Re: Protect syscache from bloating with negative cache entries

From: Kyotaro HORIGUCHI <horiguchi(dot)kyotaro(at)lab(dot)ntt(dot)co(dot)jp>
To: andres(at)anarazel(dot)de
Cc: robertmhaas(at)gmail(dot)com, tgl(at)sss(dot)pgh(dot)pa(dot)us, michael(dot)paquier(at)gmail(dot)com, david(at)pgmasters(dot)net, Jim(dot)Nasby(at)bluetreble(dot)com, craig(at)2ndquadrant(dot)com, pgsql-hackers(at)postgresql(dot)org
Subject: Re: Protect syscache from bloating with negative cache entries
Date: 2018-03-07 08:25:45
Message-ID: 20180307.172545.231972323.horiguchi.kyotaro@lab.ntt.co.jp
Views: Raw Message | Whole Thread | Download mbox | Resend email
Thread:
Lists: pgsql-hackers

Oops! The previous ptach contained garbage printing in debugging
output.

The attached is the new version without the garbage. Addition to
it, I changed my mind to use DEBUG1 for the debug message since
the frequency is quite low.

No changes in the following cited previous mail.

At Wed, 07 Mar 2018 16:19:23 +0900 (Tokyo Standard Time), Kyotaro HORIGUCHI <horiguchi(dot)kyotaro(at)lab(dot)ntt(dot)co(dot)jp> wrote in <20180307(dot)161923(dot)178158050(dot)horiguchi(dot)kyotaro(at)lab(dot)ntt(dot)co(dot)jp>
==================
Hello.

Thank you for the discussion, and sorry for being late to come.
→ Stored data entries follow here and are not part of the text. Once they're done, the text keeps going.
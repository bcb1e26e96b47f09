//! Lossless s-expression syntax: tokens, tree, parser, printer.
//!
//! ```text
//! text ──tokenize──▶ tokens ──parse (+ Specializer)──▶ Element tree ──print──▶ text
//! ```
//!
//! Whitespace is attached to the token that follows it, so printing an
//! unmodified tree reproduces the input byte-for-byte.

pub mod document;
pub mod error;
pub mod lexer;
pub mod parser;
pub mod printer;
pub mod token;
pub mod tree;

pub use document::Document;
pub use error::{SyntaxError, SyntaxErrorKind};
pub use lexer::{Lexed, Lexeme, tokenize};
pub use parser::{Parse, parse};
pub use token::{Token, TokenKind, Value, quote, unquote};
pub use tree::{Element, Generic, Node, Specializer};
//! Key/value storage capability consumed by the messenger.
//!
//! Storage is organized in physical units (one per user) holding nested
//! buckets of keys. A bucket is addressed by its path, outermost first, so
//! `["messages", "inbox"]` is the inbox bucket nested in the messages
//! container.

mod memory;
mod sled_store;

pub use self::memory::{MemoryProvider, MemoryStorage};
pub use self::sled_store::{SledProvider, SledStorage, DEFAULT_MAX_OPEN_UNITS};

use async_trait::async_trait;
use std::sync::Arc;
use thiserror::Error;

/// Separator used when flattening a bucket path into a single name.
pub const PATH_SEPARATOR: char = '/';

/// Units whose name starts with this belong to the server, never to a user.
pub const RESERVED_UNIT_PREFIX: char = '_';

/// Storage errors.
#[derive(Debug, Error)]
pub enum StorageError {
    /// Key does not exist (only returned by `update`).
    #[error("Key not found: {0}")]
    NotFound(String),

    /// Bucket path or unit name is unusable.
    #[error("Invalid path: {0}")]
    InvalidPath(String),

    /// Embedded database error.
    #[error("Database error: {0}")]
    Sled(#[from] sled::Error),

    /// I/O error.
    #[error("I/O error: {0}")]
    Io(#[from] std::io::Error),

    /// Other backend error.
    #[error("{0}")]
    Backend(String),
}

/// One physical storage unit.
#[async_trait]
pub trait Storage: Send + Sync {
    /// Read a value. Returns `None` if the key is absent.
    async fn get(&self, buckets: &[&str], key: &str) -> Result<Option<Vec<u8>>, StorageError>;

    /// Write a value, replacing any existing one.
    async fn create(&self, buckets: &[&str], key: &str, value: Vec<u8>)
        -> Result<(), StorageError>;

    /// Replace an existing value.
    ///
    /// Fails with `NotFound` if the key is absent.
    async fn update(&self, buckets: &[&str], key: &str, value: Vec<u8>)
        -> Result<(), StorageError>;

    /// Remove a value. Removing an absent key is not an error.
    async fn delete(&self, buckets: &[&str], key: &str) -> Result<(), StorageError>;

    /// List every key/value pair in a bucket, ordered by key.
    async fn list(&self, buckets: &[&str]) -> Result<Vec<(String, Vec<u8>)>, StorageError>;

    /// Move a value from one bucket to another.
    ///
    /// Returns `false` if `src` does not hold `key`, leaving `dst` untouched.
    ///
    /// The default is a read, a write into `dst`, then a delete from `src`.
    /// A fault between the write and the delete leaves the value in both
    /// buckets: at-least-once, never lost. Backends with transactions
    /// override this with an atomic move.
    async fn move_value(
        &self,
        src: &[&str],
        dst: &[&str],
        key: &str,
    ) -> Result<bool, StorageError> {
        let Some(value) = self.get(src, key).await? else {
            return Ok(false);
        };
        self.create(dst, key, value).await?;
        self.delete(src, key).await?;
        Ok(true)
    }
}

/// Opens physical storage units by name.
#[async_trait]
pub trait StorageProvider: Send + Sync {
    /// Open (or create) the unit. The same name always addresses the same
    /// unit.
    ///
    /// # Errors
    ///
    /// Returns an error if the unit name is invalid or the backend fails.
    async fn open(&self, unit: &str) -> Result<Arc<dyn Storage>, StorageError>;
}

/// Flatten a bucket path into a single name.
///
/// # Errors
///
/// Returns an error if the path is empty or a segment is empty or contains
/// the separator.
pub fn bucket_path(buckets: &[&str]) -> Result<String, StorageError> {
    if buckets.is_empty() {
        return Err(StorageError::InvalidPath("empty bucket path".into()));
    }
    for bucket in buckets {
        if bucket.is_empty() || bucket.contains(PATH_SEPARATOR) {
            return Err(StorageError::InvalidPath(format!("bad bucket {bucket:?}")));
        }
    }
    Ok(buckets.join("/"))
}

/// Validate a storage unit name.
///
/// Units map to files for on-disk backends, so names must not escape the
/// storage directory.
///
/// # Errors
///
/// Returns an error if the name is empty, a dot entry, or contains a path
/// separator.
pub fn validate_unit_name(unit: &str) -> Result<(), StorageError> {
    if unit.is_empty() || unit == "." || unit == ".." {
        return Err(StorageError::InvalidPath(format!("bad unit {unit:?}")));
    }
    if unit.contains(['/', '\\', '\0']) {
        return Err(StorageError::InvalidPath(format!("bad unit {unit:?}")));
    }
    Ok(())
}

/// Validate the name of a user's storage unit.
///
/// # Errors
///
/// Returns an error if the name is not a valid unit name or starts with
/// [`RESERVED_UNIT_PREFIX`].
pub fn validate_user_unit(user_id: &str) -> Result<(), StorageError> {
    validate_unit_name(user_id)?;
    if user_id.starts_with(RESERVED_UNIT_PREFIX) {
        return Err(StorageError::InvalidPath(format!("reserved unit {user_id:?}")));
    }
    Ok(())
}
At Thu, 1 Mar 2018 12:26:30 -0800, Andres Freund <andres(at)anarazel(dot)de> wrote in <20180301202630(dot)2s6untij2x5hpksn(at)alap3(dot)anarazel(dot)de>
> Hi,
>
> On 2018-03-01 15:19:26 -0500, Robert Haas wrote:
> > On Thu, Mar 1, 2018 at 3:01 PM, Andres Freund <andres(at)anarazel(dot)de> wrote:
> > > On 2018-03-01 14:49:26 -0500, Robert Haas wrote:
> > >> On Thu, Mar 1, 2018 at 2:29 PM, Andres Freund <andres(at)anarazel(dot)de> wrote:
> > >> > Right. Which might be very painful latency wise. And with poolers it's
> > >> > pretty easy to get into situations like that, without the app
> > >> > influencing it.
> > >>
> > >> Really? I'm not sure I believe that. You're talking perhaps a few
> > >> milliseconds - maybe less - of additional latency on a connection
> > >> that's been idle for many minutes.
> > >
> > > I've seen latency increases in second+ ranges due to empty cat/sys/rel
> > > caches.
> >
> > How is that even possible unless the system is grossly overloaded?
>
> You just need to have catalog contents out of cache and statements
> touching a few relations, functions, etc. Indexscan + heap fetch
> latencies do add up quite quickly if done sequentially.
>
>
> > > I don't think that'd quite address my concern. I just don't think that
> > > the granularity (drop all entries older than xxx sec at the next resize)
> > > is right. For one I don't want to drop stuff if the cache size isn't a
> > > problem for the current memory budget. For another, I'm not convinced
> > > that dropping entries from the current "generation" at resize won't end
> > > up throwing away too much.
> >
> > I think that a fixed memory budget for the syscache is an idea that
> > was tried many years ago and basically failed, because it's very easy
> > to end up with terrible eviction patterns -- e.g. if you are accessing
> > 11 relations in round-robin fashion with a 10-relation cache, your
> > cache nets you a 0% hit rate but takes a lot more maintenance than
> > having no cache at all. The time-based approach lets the cache grow
> > with no fixed upper limit without allowing unused entries to stick
> > around forever.
>
> I definitely think we want a time based component to this, I just want
> to not prune at all if we're below a certain size.
>
>
> > > If we'd a guc 'syscache_memory_target' and we'd only start pruning if
> > > above it, I'd be much happier.
> >
> > It does seem reasonable to skip pruning altogether if the cache is
> > below some threshold size.
>
> Cool. There might be some issues making that check performant enough,
> but I don't have a good intuition on it.

So..

- Now it gets two new GUC variables named syscache_prune_min_age
and syscache_memory_target. The former is the replacement of
the previous magic number 600 and defaults to the same
number. The latter prevens syscache pruning until exceeding the
size and defaults to 0, means that pruning is always
considered. Documentation for the two variables are also
added.

- Revised the pointed mysterious comment for
CatcacheCleanupOldEntries and some comments are added.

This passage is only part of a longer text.